Unser A-Wurf feiert seinen 11. Geburtstag: über die abstrakte Vorstellung von Alter, mit der Hunde herzlich wenig anfangen können.
Die Hunde haben das Auto schon bemerkt, bevor es über die Bordsteinkante rumpelt. Der elfjährige Rüde ist der erste, der mit lautem Bellen aufspringt, um den Platz hinter der Haustür einzunehmen. Was folgt, müsste streng genommen laut genug sein, um die Stimme zu übertönen, die schon seit Stunden aus den Lautsprechern der Stereoanlage dröhnt, tatsächlich findet das gesprochene Wort aber in dem Tumult hinter der Tür seine Entsprechung. »Der Colliehund hatte sich ihm entgegengeworfen, und nichts glich seiner maßlosen Raserei. Er geiferte, er litt, er wußte nicht, wie sich gebärden vor wütender Zerrissenheit seines Innern, er wand sich, peitschte mit dem Schweif seine Flanken, stemmte die Vorderfüße gegen den Boden und schwang sich in blinder Leidenschaft um sich selber, indem er in Lärm und Tobsucht vergehen zu wollen schien« (vgl. Thomas Mann: Königliche Hoheit, S. Fischer, 1909, S. 294f).
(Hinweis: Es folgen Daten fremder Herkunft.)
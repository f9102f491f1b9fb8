use crate::json_path::parse_json_path;
use crate::payload::set_value_by_key;
use crate::store::{DocumentStore, DuplicatePolicy, MetadataFilter};
use async_trait::async_trait;
use mdl_index_common::{Document, IndexError, Result};
use serde_json::{Map, Value};
use std::collections::{BTreeMap, HashSet};
use tokio::sync::RwLock;
use tracing::debug;

/// Process-local document store, used for tests and the `memory` backend
pub struct InMemoryDocumentStore {
    name: String,
    documents: RwLock<BTreeMap<String, Document>>,
}

impl InMemoryDocumentStore {
    pub fn new(name: impl Into<String>) -> Self {
        Self {
            name: name.into(),
            documents: RwLock::new(BTreeMap::new()),
        }
    }

    /// Snapshot of the stored documents matching `filter`, ordered by id.
    pub async fn documents(&self, filter: Option<&MetadataFilter>) -> Vec<Document> {
        self.documents
            .read()
            .await
            .values()
            .filter(|doc| filter.map_or(true, |f| f.matches(&doc.meta)))
            .cloned()
            .collect()
    }

    pub async fn get(&self, id: &str) -> Option<Document> {
        self.documents.read().await.get(id).cloned()
    }
}

#[async_trait]
impl DocumentStore for InMemoryDocumentStore {
    fn name(&self) -> &str {
        &self.name
    }

    async fn write_documents(&self, documents: Vec<Document>, policy: DuplicatePolicy) -> Result<usize> {
        let mut stored = self.documents.write().await;

        if policy == DuplicatePolicy::Fail {
            let mut seen = HashSet::new();
            if let Some(duplicate) = documents
                .iter()
                .find(|doc| stored.contains_key(&doc.id) || !seen.insert(doc.id.as_str()))
            {
                return Err(IndexError::DuplicateDocument(duplicate.id.clone()));
            }
        }

        let mut written = HashSet::new();
        for document in documents {
            if policy == DuplicatePolicy::Skip && stored.contains_key(&document.id) {
                debug!("Skipping existing document {} in {}", document.id, self.name);
                continue;
            }
            written.insert(document.id.clone());
            stored.insert(document.id.clone(), document);
        }
        Ok(written.len())
    }

    async fn delete_documents(&self, filter: Option<&MetadataFilter>) -> Result<()> {
        let mut stored = self.documents.write().await;
        match filter {
            Some(filter) => stored.retain(|_, doc| !filter.matches(&doc.meta)),
            None => stored.clear(),
        }
        Ok(())
    }

    async fn count_documents(&self, filter: Option<&MetadataFilter>) -> Result<usize> {
        let stored = self.documents.read().await;
        Ok(match filter {
            Some(filter) => stored.values().filter(|doc| filter.matches(&doc.meta)).count(),
            None => stored.len(),
        })
    }

    async fn set_payload(
        &self,
        filter: &MetadataFilter,
        value: Map<String, Value>,
        key: Option<&str>,
    ) -> Result<()> {
        let path = match key {
            Some(key) => parse_json_path(key)?,
            None => Vec::new(),
        };

        let mut stored = self.documents.write().await;
        for doc in stored.values_mut().filter(|doc| filter.matches(&doc.meta)) {
            set_value_by_key(&mut doc.meta, &path, &value);
        }
        Ok(())
    }
}
use super::base_meta;
use crate::mdl::Mdl;
use mdl_index_common::Document;
use serde::{Deserialize, Serialize};
use serde_json::json;
use std::collections::HashMap;
use std::path::Path;
use tracing::{debug, warn};
use uuid::Uuid;

/// A question together with the SQL that answers it
#[derive(Debug, Clone, PartialEq, Serialize, Deserialize)]
pub struct SqlPair {
    pub id: String,
    pub question: String,
    pub sql: String,
}

#[derive(Debug, Deserialize)]
struct BoilerplatePair {
    question: String,
    sql: String,
}

impl SqlPair {
    pub fn new(id: impl Into<String>, question: impl Into<String>, sql: impl Into<String>) -> Self {
        Self {
            id: id.into(),
            question: question.into(),
            sql: sql.into(),
        }
    }

    /// Stable id for a pair shipped with a boilerplate, so re-indexing the same project
    /// overwrites it. Projects sharing a boilerplate get distinct ids.
    fn boilerplate_id(project_id: Option<&str>, boilerplate: &str, question: &str) -> String {
        let key = format!("{}:{}:{}", project_id.unwrap_or_default(), boilerplate, question);
        Uuid::new_v5(&Uuid::NAMESPACE_OID, key.as_bytes()).to_string()
    }
}

#[derive(Debug, Clone, Default)]
pub struct SqlPairsChunker;

impl SqlPairsChunker {
    pub fn chunk(&self, pairs: &[SqlPair], project_id: Option<&str>) -> Vec<Document> {
        pairs
            .iter()
            .map(|pair| {
                let mut meta = base_meta(project_id);
                meta.insert("sql_pair_id".to_string(), json!(pair.id));
                meta.insert("sql".to_string(), json!(pair.sql));
                Document::with_id(pair.id.clone(), pair.question.clone(), meta)
            })
            .collect()
    }
}

/// Pairs bundled for the boilerplates the MDL's models declare.
///
/// The file maps a boilerplate name to a list of `{question, sql}` objects. A missing or
/// unreadable file is logged and treated as empty. Pair ids are scoped to `project_id`.
pub async fn load_boilerplate_pairs(path: Option<&Path>, mdl: &Mdl, project_id: Option<&str>) -> Vec<SqlPair> {
    let boilerplates = mdl.boilerplates();
    if boilerplates.is_empty() {
        return Vec::new();
    }
    let Some(path) = path else {
        debug!("No SQL pairs file configured");
        return Vec::new();
    };

    let content = match tokio::fs::read_to_string(path).await {
        Ok(content) => content,
        Err(e) if e.kind() == std::io::ErrorKind::NotFound => {
            warn!("SQL pairs file not found: {}", path.display());
            return Vec::new();
        }
        Err(e) => {
            warn!("Failed to read SQL pairs file {}: {}", path.display(), e);
            return Vec::new();
        }
    };

    let mut by_boilerplate: HashMap<String, Vec<BoilerplatePair>> = match serde_json::from_str(&content) {
        Ok(parsed) => parsed,
        Err(e) => {
            warn!("Failed to parse SQL pairs file {}: {}", path.display(), e);
            return Vec::new();
        }
    };

    let mut pairs = Vec::new();
    for boilerplate in boilerplates {
        let Some(entries) = by_boilerplate.remove(&boilerplate) else {
            debug!("No SQL pairs for boilerplate {}", boilerplate);
            continue;
        };
        pairs.extend(entries.into_iter().map(|entry| {
            SqlPair::new(
                SqlPair::boilerplate_id(project_id, &boilerplate, &entry.question),
                entry.question,
                entry.sql,
            )
        }));
    }
    pairs
}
Dass die Zeilen aus Thomas Manns’ zweitem Roman vor mehr als einhundertzwanzig Jahren geschrieben worden sind – der erste Hund der Familie, bei dem es sich nach Aussage des Autors um einen harmlos geisteskranken Aristokraten handelte, hat dafür Pate gestanden (vgl. Thomas Mann: Herr und Hund, S. Fischer, 1919, S. 24f) –, scheint sich dabei genauso wenig der Zeit oder dem Alter beugen zu wollen, wie der elfjährige Rüde, der sich so ausgelassen über die Heimkehr seines Menschen freut.
»Zu den wesentlichsten Eigenschaften, welche den Menschen von der übrigen Natur unterscheiden«, schreibt derselbe Autor an anderer Stelle, »gehört das Wissen von Anfang und Ende und also von der Gabe der Zeit, – diesem so subjektiven, so eigentümlich variablen, nach seiner Nutzbarkeit so ganz dem Sittlichen unterworfenen Element, dass sehr wenig davon sehr viel sein kann«. Das mag vielleicht erklären, warum es nicht nur für diesen, sondern für alle Hunde ein Leichtes ist, sich trotz der grauen Schnauze mitunter noch wie ein Welpe zu gebärden – und warum es für den Hund unerheblich ist, wieviele Geburtstage wir Menschen bereits gezählt haben, um unserer abstrakten Vorstellung von Alter zu entsprechen.
Also tobt der elfjährige Rüde weiter in ausgelassener Freude hinter der Tür. Und ich hoffe, dass es seinen Geschwistern – unserem A-Wurf – an ihrem elften Geburtstag genauso ergeht.